175 species of mammals have been reported of which over 80 are bats.
Primates include red-faced spider monkey (Ateles paniscus), pied tamarin (Saguinus bicolor), black bearded saki (Chiropotes satanas), Venezuelan red howler (Alouatta seniculus) and red-handed tamarin (Saguinus midas).
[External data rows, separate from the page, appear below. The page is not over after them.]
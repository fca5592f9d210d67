use anyhow::{Context, Result};
use serde::{Deserialize, Serialize};
use std::fs;
use std::path::PathBuf;

const APP_NAME: &str = "docwizard";
const CONFIG_FILE: &str = "config.json";

#[derive(Debug, Clone, PartialEq, Serialize, Deserialize)]
#[serde(default)]
pub struct AppConfig {
    /// Database file. Defaults to the platform data directory.
    pub database_path: Option<PathBuf>,
    /// Directory exports are written to when no output path is given.
    pub export_dir: PathBuf,
    /// Port of the local HTTP API.
    pub port: u16,
}

impl Default for AppConfig {
    fn default() -> Self {
        Self {
            database_path: None,
            export_dir: PathBuf::from("."),
            port: 3000,
        }
    }
}

impl AppConfig {
    /// Load configuration from the user's config directory, then apply
    /// environment overrides.
    /// Returns default config if the file doesn't exist or fails to parse.
    pub fn load() -> Self {
        let config = match Self::try_load() {
            Ok(config) => config,
            Err(e) => {
                tracing::warn!("Failed to load config, using defaults: {:#}", e);
                Self::default()
            }
        };
        config.with_env(|name| std::env::var(name).ok())
    }

    fn try_load() -> Result<Self> {
        let config_path = get_config_path()?;
        if !config_path.exists() {
            return Ok(Self::default());
        }

        let content = fs::read_to_string(&config_path).context("Failed to read config file")?;

        let config = serde_json::from_str(&content).context("Failed to parse config file")?;

        Ok(config)
    }

    /// Apply `DOCWIZ_DB` and `DOCWIZ_PORT` as read through `var`.
    pub fn with_env(mut self, var: impl Fn(&str) -> Option<String>) -> Self {
        if let Some(path) = var("DOCWIZ_DB").filter(|p| !p.is_empty()) {
            self.database_path = Some(PathBuf::from(path));
        }
        if let Some(port) = var("DOCWIZ_PORT") {
            match port.parse() {
                Ok(port) => self.port = port,
                Err(_) => tracing::warn!("Ignoring invalid DOCWIZ_PORT '{}'", port),
            }
        }
        self
    }

    /// Save the current configuration to disk.
    pub fn save(&self) -> Result<()> {
        let config_path = get_config_path()?;

        if let Some(parent) = config_path.parent() {
            fs::create_dir_all(parent).context("Failed to create config directory")?;
        }

        let content = serde_json::to_string_pretty(self).context("Failed to serialize config")?;

        fs::write(&config_path, content).context("Failed to write config file")?;

        Ok(())
    }
}

pub fn get_config_path() -> Result<PathBuf> {
    let dirs = directories::ProjectDirs::from("", "", APP_NAME)
        .ok_or_else(|| anyhow::anyhow!("Could not determine config directory"))?;
    Ok(dirs.config_dir().join(CONFIG_FILE))
}
//! Field schemas for the generic section editor.
//!
//! Every section that is edited field-by-field (the overview, the API
//! scalars and the eight free-form sections) is described by a static list of
//! [`FieldSpec`]s. The editor, the HTTP schema endpoint and the renderers all
//! read labels from here, so a field is added in exactly one place.

use serde::Serialize;

use super::SectionKey;

/// One editable text field.
#[derive(Debug, Clone, Copy, PartialEq, Eq, Serialize)]
pub struct FieldSpec {
    /// Wire key, e.g. `colorPalette`.
    pub key: &'static str,
    pub label: &'static str,
    /// Hint for editors: long-form text rather than a single line.
    pub multiline: bool,
}

const fn line(key: &'static str, label: &'static str) -> FieldSpec {
    FieldSpec { key, label, multiline: false }
}

const fn text(key: &'static str, label: &'static str) -> FieldSpec {
    FieldSpec { key, label, multiline: true }
}

const OVERVIEW: &[FieldSpec] = &[
    line("projectName", "Project Name"),
    text("description", "Description"),
    text("primaryGoals", "Primary Goals"),
    text("keyObjectives", "Key Objectives"),
    text("targetAudience", "Target Audience"),
];

const API: &[FieldSpec] = &[
    line("baseUrl", "Base URL"),
    line("authMethod", "Authentication Method"),
];

const DESIGN: &[FieldSpec] = &[
    text("colorPalette", "Color Palette"),
    text("typography", "Typography"),
    text("designFiles", "Design Files"),
    line("iconLibrary", "Icon Library"),
    text("logoAssets", "Logo & Brand Assets"),
    text("brandGuidelines", "Brand Guidelines"),
];

const DATABASE: &[FieldSpec] = &[
    line("databaseType", "Database Type"),
    text("tableStructures", "Table Structures"),
    text("relationships", "Entity Relationships"),
    text("erDiagram", "ER Diagram"),
    text("indexing", "Indexing Strategy"),
    text("constraints", "Data Constraints"),
];

const ENVIRONMENT: &[FieldSpec] = &[
    line("nodeVersion", "Node.js Version"),
    line("packageManager", "Package Manager"),
    text("prerequisites", "Prerequisites"),
    text("installationSteps", "Installation Steps"),
    text("environmentVariables", "Environment Variables"),
    text("devServerCommands", "Development Server Commands"),
];

const TESTING: &[FieldSpec] = &[
    line("testingFrameworks", "Testing Frameworks"),
    text("unitTests", "Unit Testing Strategy"),
    text("integrationTests", "Integration Testing"),
    text("e2eTests", "End-to-End Testing"),
    line("coverageRequirements", "Coverage Requirements"),
    line("testingCommands", "Testing Commands"),
];

const DEPLOYMENT: &[FieldSpec] = &[
    line("platforms", "Deployment Platforms"),
    text("developmentDeploy", "Development Deployment"),
    text("stagingDeploy", "Staging Deployment"),
    text("productionDeploy", "Production Deployment"),
    text("environmentVariables", "Environment Variables Setup"),
    text("cicdPipeline", "CI/CD Pipeline"),
];

const VERSION_CONTROL: &[FieldSpec] = &[
    text("branchingStrategy", "Branching Strategy"),
    text("commitConventions", "Commit Message Conventions"),
    text("codeReviewGuidelines", "Code Review Guidelines"),
    line("mergeStrategy", "Merge Strategy"),
    text("releaseProcess", "Release Process"),
    text("hotfixProcess", "Hotfix Process"),
];

const SECURITY: &[FieldSpec] = &[
    text("secureCoding", "Secure Coding Guidelines"),
    text("dataProtection", "Data Protection Measures"),
    text("authentication", "Authentication Strategy"),
    text("authorization", "Authorization & Access Control"),
    text("inputValidation", "Input Validation"),
    text("secretsManagement", "Secrets Management"),
];

const COMPLIANCE: &[FieldSpec] = &[
    line("regulations", "Applicable Regulations"),
    text("gdprCompliance", "GDPR Compliance"),
    text("ccpaCompliance", "CCPA Compliance"),
    text("dataRetention", "Data Retention Policy"),
    text("privacyPolicy", "Privacy Policy"),
    text("userConsent", "User Consent Mechanisms"),
];

const PERSONA: &[FieldSpec] = &[
    line("name", "Name"),
    line("demographics", "Demographics"),
    text("goals", "Goals"),
    text("painPoints", "Pain Points"),
    text("behaviors", "Behaviors"),
    line("quote", "Quote"),
];

const FEATURE: &[FieldSpec] = &[
    line("name", "Name"),
    text("userStory", "User Story"),
    text("acceptanceCriteria", "Acceptance Criteria"),
    text("description", "Description"),
];

const ENDPOINT: &[FieldSpec] = &[
    line("path", "Path"),
    line("method", "Method"),
    text("description", "Description"),
    text("requestExample", "Request Example"),
    text("responseExample", "Response Example"),
    line("authentication", "Authentication"),
];

/// The scalar fields of a section. List sections have none; their records
/// are described by [`record_fields`].
pub fn fields(key: SectionKey) -> &'static [FieldSpec] {
    match key {
        SectionKey::Overview => OVERVIEW,
        SectionKey::Personas | SectionKey::Features => &[],
        SectionKey::Design => DESIGN,
        SectionKey::Api => API,
        SectionKey::Database => DATABASE,
        SectionKey::Environment => ENVIRONMENT,
        SectionKey::Testing => TESTING,
        SectionKey::Deployment => DEPLOYMENT,
        SectionKey::VersionControl => VERSION_CONTROL,
        SectionKey::Security => SECURITY,
        SectionKey::Compliance => COMPLIANCE,
    }
}

/// Fields of the records in a list, keyed by list name
/// (`personas`, `features` or `endpoints`).
pub fn record_fields(list: &str) -> Option<&'static [FieldSpec]> {
    match list {
        "personas" => Some(PERSONA),
        "features" => Some(FEATURE),
        "endpoints" => Some(ENDPOINT),
        _ => None,
    }
}

pub fn find(key: SectionKey, field: &str) -> Option<&'static FieldSpec> {
    fields(key).iter().find(|f| f.key == field)
}

/// Schema of one section, as served to editors.
#[derive(Debug, Clone, Serialize)]
#[serde(rename_all = "camelCase")]
pub struct SectionSchema {
    pub key: SectionKey,
    pub label: &'static str,
    pub title: &'static str,
    pub fields: &'static [FieldSpec],
}

pub fn all() -> Vec<SectionSchema> {
    SectionKey::ALL
        .into_iter()
        .map(|key| SectionSchema {
            key,
            label: key.label(),
            title: key.title(),
            fields: fields(key),
        })
        .collect()
}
Other mammals include jaguar (Panthera onca), cougar (Puma concolor), anteaters, opossums and many rodents.
Endangered mammals include the black bearded saki (Chiropotes satanas), pied tamarin (Saguinus bicolor) and giant otter (Pteronura brasiliensis).
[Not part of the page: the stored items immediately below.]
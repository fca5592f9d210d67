//! PDF export.
//!
//! Rendering happens in two steps: [`layout`] positions every line on A4
//! pages, then [`write`] serializes that plan. Nothing is returned unless
//! both steps succeed.

mod layout;
mod metrics;
mod writer;

pub use layout::{layout, layout_with, Cursor, PageGeometry, PdfPage, PdfPlan, TextLine};
pub use metrics::{text_width_mm, wrap};
pub use writer::write;

use chrono::NaiveDate;

use crate::error::Result;
use crate::models::Document;

pub fn render(doc: &Document, generated_on: NaiveDate) -> Result<Vec<u8>> {
    let plan = layout(doc, generated_on);
    tracing::debug!("Laid out PDF on {} page(s)", plan.pages.len());
    write(&plan)
}
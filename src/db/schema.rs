use anyhow::{Context, Result};
use rusqlite::Connection;

/// Ordered schema steps. The database's `user_version` is the number of
/// steps already applied.
const MIGRATIONS: &[(&str, &str)] = &[("initial", include_str!("migrations/001_initial.sql"))];

pub fn run_migrations(conn: &Connection) -> Result<()> {
    let mut applied = schema_version(conn)?;

    // A storage table without a recorded version was created by hand or by a
    // build that predates versioning; treat the initial step as done.
    if applied == 0 && has_storage_table(conn)? {
        set_schema_version(conn, 1)?;
        applied = 1;
        tracing::info!("Found unversioned storage table, starting from schema 1");
    }

    for (index, (name, sql)) in MIGRATIONS.iter().enumerate().skip(applied) {
        let version = index + 1;
        tracing::info!("Applying migration {:03}: {}", version, name);

        let tx = conn.unchecked_transaction()?;
        tx.execute_batch(sql)
            .with_context(|| format!("Failed to apply migration {:03}: {}", version, name))?;
        set_schema_version(&tx, version)?;
        tx.commit()?;
    }

    Ok(())
}

pub fn schema_version(conn: &Connection) -> Result<usize> {
    let version: i64 = conn.pragma_query_value(None, "user_version", |row| row.get(0))?;
    Ok(usize::try_from(version).unwrap_or(0))
}

fn set_schema_version(conn: &Connection, version: usize) -> Result<()> {
    conn.pragma_update(None, "user_version", version as i64)?;
    Ok(())
}

fn has_storage_table(conn: &Connection) -> Result<bool> {
    let count: i64 = conn.query_row(
        "SELECT COUNT(*) FROM sqlite_master WHERE type = 'table' AND name = 'storage'",
        [],
        |row| row.get(0),
    )?;
    Ok(count > 0)
}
42 frog species have been recorded around Manaus including the Surinam horned frog (Ceratophrys cornuta) and tree frogs (genus Hyla).
62 snake species have been recorded including the common lancehead (Bothrops atrox), bushmaster (Lachesis muta) and boa constrictor (Boa constrictor).
23 species of lizards include the green iguana (Iguana iguana) and many geckos.

482 species of birds have been reported including tinamous (genus Crypturellus), parrots (genus Amazona), macaws (genus Ara), cookoos (genus Coccyzus), potoos (family Nyctibiidae) and tanagers (genus Tachyphonus).
Endangered birds include the sun parakeet (Aratinga solstitialis).

==Status==

The World Wildlife Fund classes the ecoregion as "Relatively Stable/Intact".
The habitat is fairly intact in the interior, but continues to suffer from deforestation along the main roads and rivers, around and to the north of Manaus, and in the region from Óbidos to Monte Alegre along the Amazon.
Cattle ranchers have cleared large areas of forest, as have commercial plantations around the Jari River and forestry in the east of the region.
Some species are threatened by the trade in wildlife, by hunting and by selective logging.
Upland areas have been destroyed by mining, which has polluted the rivers.
Huge areas of upland forest were submerged by the Balbina Dam in the southwest.

The 3850 km2 Rio Trombetas Biological Reserve and the 2271 km2 Jari Ecological Station protect parts of the ecoregion.